Dans un entretien à L’Express, l’auteure se livre à une psychanalyse de Mélenchon  : « Mélenchon perpétue les stéréotypes et la haine antisémites »[1]. Elle s’y montre implacable : « dans la bouche de Mélenchon réapparaissent donc le Juif financier, le Juif déicide, mais aussi le Juif communautariste et sectaire. »[2] Bigre ! Comme elle l’affirme « Pris séparément, ses différents propos peuvent rester cryptiques, pas tout à fait, pas vraiment antisémites, mais il suffit de connaître les ressorts de ce racisme particulier pour relier les points entre eux. »[3] : en d’autres termes aucun exemple n’est probant. C’est le moins qu’on puisse dire.

Mélenchon, en réalité, ne parle pas du « Juif financier » ni du « Juif déicide », ni du « Juif communautariste et sectaire » : pour détecter malgré tout chez Mélenchon un supposé antisémitisme, « il suffit de connaître » d’autres éléments affirme Illana Weizman.

Il faudrait une clé de lecture. Pourquoi pas ? [4]  Encore faut-il se référer au bon contexte. Elle met en avant « les ressorts de ce racisme particulier » alors qu’il me semble plus évident de situer les propos de Mélenchon par rapport à la culture politique du militant, à son histoire, aux milieux qu’il a fréquentés[5].

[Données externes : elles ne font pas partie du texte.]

use crate::transport::{self, build_query, headers, ClientConfig, HttpTransport};
use async_trait::async_trait;
use folio_core::*;
use rust_decimal::Decimal;
use serde_json::Value;

const BASE_URL: &str = "https://api.bybit.com";
const RECV_WINDOW: &str = "5000";
const MAX_KLINES: usize = 1000;

/// Bybit v5 client over the unified trading account.
pub struct BybitClient {
    credentials: Credentials,
    transport: HttpTransport,
}

impl BybitClient {
    pub fn new(credentials: Credentials, config: &ClientConfig) -> Result<Self, ExchangeError> {
        Ok(Self {
            credentials,
            transport: HttpTransport::new(BASE_URL, config)?,
        })
    }

    async fn signed_get(&self, path: &str, query: &str) -> Result<Value, ExchangeError> {
        let timestamp = now_millis().to_string();
        let signature = sign(&self.credentials.secret, &timestamp, &self.credentials.api_key, query)?;
        let headers = headers(&[
            ("X-BAPI-API-KEY", self.credentials.api_key.as_str()),
            ("X-BAPI-TIMESTAMP", timestamp.as_str()),
            ("X-BAPI-RECV-WINDOW", RECV_WINDOW),
            ("X-BAPI-SIGN", signature.as_str()),
        ])?;
        unwrap_result(self.transport.get(path, query, headers).await?)
    }

    async fn public_get(&self, path: &str, query: &str) -> Result<Value, ExchangeError> {
        unwrap_result(self.transport.get_public(path, query).await?)
    }
}

/// Hex HMAC-SHA256 over `timestamp + api_key + recv_window + query`.
pub(crate) fn sign(secret: &str, timestamp: &str, api_key: &str, query: &str) -> Result<String, ExchangeError> {
    let payload = format!("{}{}{}{}", timestamp, api_key, RECV_WINDOW, query);
    transport::hmac_sha256_hex(secret, &payload)
}

fn unwrap_result(mut value: Value) -> Result<Value, ExchangeError> {
    let code = value.get("retCode").and_then(Value::as_i64).unwrap_or(0);
    if code != 0 {
        let message = value.get("retMsg").and_then(Value::as_str).unwrap_or_default();
        return Err(ExchangeError::api(code, message));
    }
    Ok(value.get_mut("result").map(Value::take).unwrap_or(Value::Null))
}

fn interval(timeframe: Timeframe) -> &'static str {
    match timeframe {
        Timeframe::M1 => "1",
        Timeframe::M5 => "5",
        Timeframe::M15 => "15",
        Timeframe::M30 => "30",
        Timeframe::H1 => "60",
        Timeframe::H4 => "240",
        Timeframe::D1 => "D",
        Timeframe::W1 => "W",
    }
}

fn parse_wallet(result: &Value) -> Result<RawBalance, ExchangeError> {
    let mut balance = RawBalance::default();
    for account in transport::array(result, "list")? {
        for coin in transport::array(account, "coin")? {
            let asset = transport::str_field(coin, "coin")?;
            let total = transport::decimal_field(coin, "walletBalance")?;
            let locked = transport::decimal_field(coin, "locked")?;
            if total > Decimal::ZERO {
                balance.insert(asset, total - locked, locked);
            }
        }
    }
    Ok(balance)
}

/// Bybit lists klines newest first.
fn parse_klines(result: &Value) -> Result<Vec<Candle>, ExchangeError> {
    let mut candles = transport::array(result, "list")?
        .iter()
        .map(|row| {
            let row = row
                .as_array()
                .ok_or_else(|| ExchangeError::Parse("Kline row is not an array".into()))?;
            Ok(Candle {
                timestamp: transport::int(row.first().unwrap_or(&Value::Null))?,
                open: transport::row_decimal(row, 1)?,
                high: transport::row_decimal(row, 2)?,
                low: transport::row_decimal(row, 3)?,
                close: transport::row_decimal(row, 4)?,
                volume: transport::row_decimal(row, 5)?,
            })
        })
        .collect::<Result<Vec<_>, ExchangeError>>()?;
    candles.sort_by_key(|c| c.timestamp);
    Ok(candles)
}

fn parse_executions(result: &Value) -> Result<Vec<TradeFill>, ExchangeError> {
    transport::array(result, "list")?
        .iter()
        .map(|e| {
            let amount = transport::decimal_field(e, "execQty")?;
            let value = transport::decimal_field(e, "execValue")?;
            let cost = if value.is_zero() {
                amount * transport::decimal_field(e, "execPrice")?
            } else {
                value
            };
            Ok(TradeFill {
                side: match transport::str_field(e, "side")? {
                    "Buy" => TradeSide::Buy,
                    _ => TradeSide::Sell,
                },
                amount,
                cost,
                timestamp: transport::int_field(e, "execTime")?,
            })
        })
        .collect()
}

fn parse_instruments(result: &Value) -> Result<Vec<String>, ExchangeError> {
    let mut symbols = Vec::new();
    for inst in transport::array(result, "list")? {
        let quote = inst.get("quoteCoin").and_then(Value::as_str).unwrap_or_default();
        let status = inst.get("status").and_then(Value::as_str).unwrap_or_default();
        if quote == QUOTE && status == "Trading" {
            symbols.push(transport::str_field(inst, "baseCoin")?.to_string());
        }
    }
    Ok(symbols)
}

#[async_trait]
impl ExchangeClient for BybitClient {
    fn id(&self) -> ExchangeId {
        ExchangeId::Bybit
    }

    async fn fetch_balance(&self) -> Result<RawBalance, ExchangeError> {
        let result = self
            .signed_get("/v5/account/wallet-balance", "accountType=UNIFIED")
            .await?;
        parse_wallet(&result)
    }

    async fn fetch_ticker_price(&self, pair: &str) -> Result<Decimal, ExchangeError> {
        let query = build_query(&[
            ("category", "spot".to_string()),
            ("symbol", SymbolMapper::exchange_pair(ExchangeId::Bybit, pair)),
        ]);
        let result = self.public_get("/v5/market/tickers", &query).await?;
        let ticker = transport::array(&result, "list")?
            .first()
            .ok_or_else(|| ExchangeError::Parse(format!("No ticker for {}", pair)))?;
        transport::decimal_field(ticker, "lastPrice")
    }

    async fn fetch_ohlcv(
        &self,
        pair: &str,
        timeframe: Timeframe,
        since: i64,
        limit: usize,
    ) -> Result<Vec<Candle>, ExchangeError> {
        let limit = limit.min(MAX_KLINES);
        let end = since + limit as i64 * timeframe.millis() - 1;
        let query = build_query(&[
            ("category", "spot".to_string()),
            ("symbol", SymbolMapper::exchange_pair(ExchangeId::Bybit, pair)),
            ("interval", interval(timeframe).to_string()),
            ("start", since.to_string()),
            ("end", end.to_string()),
            ("limit", limit.to_string()),
        ]);
        let result = self.public_get("/v5/market/kline", &query).await?;
        parse_klines(&result)
    }

    async fn fetch_my_trades(&self, pair: &str) -> Result<Vec<TradeFill>, ExchangeError> {
        let query = build_query(&[
            ("category", "spot".to_string()),
            ("symbol", SymbolMapper::exchange_pair(ExchangeId::Bybit, pair)),
            ("limit", "100".to_string()),
        ]);
        let result = self.signed_get("/v5/execution/list", &query).await?;
        parse_executions(&result)
    }

    async fn fetch_quote_symbols(&self) -> Result<Vec<String>, ExchangeError> {
        let result = self
            .public_get("/v5/market/instruments-info", "category=spot")
            .await?;
        parse_instruments(&result)
    }
}

#[cfg(test)]
mod tests {
    use super::*;
    use rust_decimal_macros::dec;
    use serde_json::json;

    #[test]
    fn test_sign_payload_order() {
        let sig = sign("secret", "1700000000000", "key", "accountType=UNIFIED").unwrap();
        let expected =
            transport::hmac_sha256_hex("secret", "1700000000000key5000accountType=UNIFIED").unwrap();
        assert_eq!(sig, expected);
    }

    #[test]
    fn test_ret_code_error() {
        let err = unwrap_result(json!({"retCode": 10003, "retMsg": "API key is invalid."})).unwrap_err();
        assert!(err.to_string().contains("10003"));
    }

    #[test]
    fn test_parse_wallet_splits_locked() {
        let result = json!({
            "list": [{
                "coin": [
                    {"coin": "BTC", "walletBalance": "2", "locked": "0.5"},
                    {"coin": "XRP", "walletBalance": "0", "locked": "0"},
                    {"coin": "USDT", "walletBalance": "50", "locked": ""}
                ]
            }]
        });
        let balance = parse_wallet(&result).unwrap();
        assert_eq!(balance.free_of("BTC"), dec!(1.5));
        assert_eq!(balance.total_of("BTC"), dec!(2));
        assert_eq!(balance.total_of("USDT"), dec!(50));
        assert!(!balance.total.contains_key("XRP"));
    }

    #[test]
    fn test_parse_executions_falls_back_to_price() {
        let result = json!({
            "list": [
                {"side": "Buy", "execQty": "2", "execValue": "", "execPrice": "10", "execTime": "1"},
                {"side": "Sell", "execQty": "1", "execValue": "12", "execPrice": "12", "execTime": "2"}
            ]
        });
        let fills = parse_executions(&result).unwrap();
        assert_eq!(fills[0].cost, dec!(20));
        assert_eq!(fills[1].side, TradeSide::Sell);
    }

    #[test]
    fn test_klines_reversed() {
        let result = json!({"list": [
            ["200", "1", "1", "1", "3", "1", "1"],
            ["100", "1", "1", "1", "2", "1", "1"]
        ]});
        let candles = parse_klines(&result).unwrap();
        assert_eq!(candles[0].timestamp, 100);
        assert_eq!(candles[1].close, dec!(3));
    }

    #[test]
    fn test_instruments() {
        let result = json!({"list": [
            {"baseCoin": "BTC", "quoteCoin": "USDT", "status": "Trading"},
            {"baseCoin": "ETH", "quoteCoin": "USDT", "status": "Closed"}
        ]});
        assert_eq!(parse_instruments(&result).unwrap(), vec!["BTC"]);
    }
}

A quelles visions un minimum structurées se raccrocheraient les déclarations « suspectes » de Mélenchon ? Avec quelles sources, quels livres ou revues, quelles rencontres dans l’activité et les lectures quotidiennes, Mélenchon aurait-il pu se former ainsi, intégrer les ressorts de ce racisme particulier, d’un antisémitisme profond ?

Illana Weizman peut-elle citer des ouvrages, résolutions de congrès, contenus de formation qui soient antisémites et qui aient circulé au sein de la gauche radicale[6] et dans les mouvements antiracistes ?

La culture politique trotskiste de Mélenchon

Mélenchon a fait ses premières armes en politique à l’OCI (Organisation Communiste Internationaliste). Chez ses concurrents, ce groupe trotskiste était réputé sectaire, manipulateur, parfois violent, machiste (en en partie dû au fait que les « lambertistes » ne se sont pas investis dans la mouvement féministe). Mais antisémite ? L’hypothèse fait rire.

Faut-il rappeler que Trotsky lui-même dans Ma Vie ne fait pas mystère de sa judéité ? Que Pierre Boussel (dit Lambert), l’animateur de l’OCI, est né d’un père tailleur dans une famille de juifs russes immigrés au début du XX° siècle ?

Comme les autres organisations trotskistes et pour les mêmes raisons, l’OCI était en partie issue du mouvement ouvrier juif d’Europe de l’Est, dont elle avait hérité l’antisionisme historique de ces couches sociales[7]. A l’époque, étranger à cet héritage ashkenaze, un de leurs leaders étudiants était Benjamin Stora[8].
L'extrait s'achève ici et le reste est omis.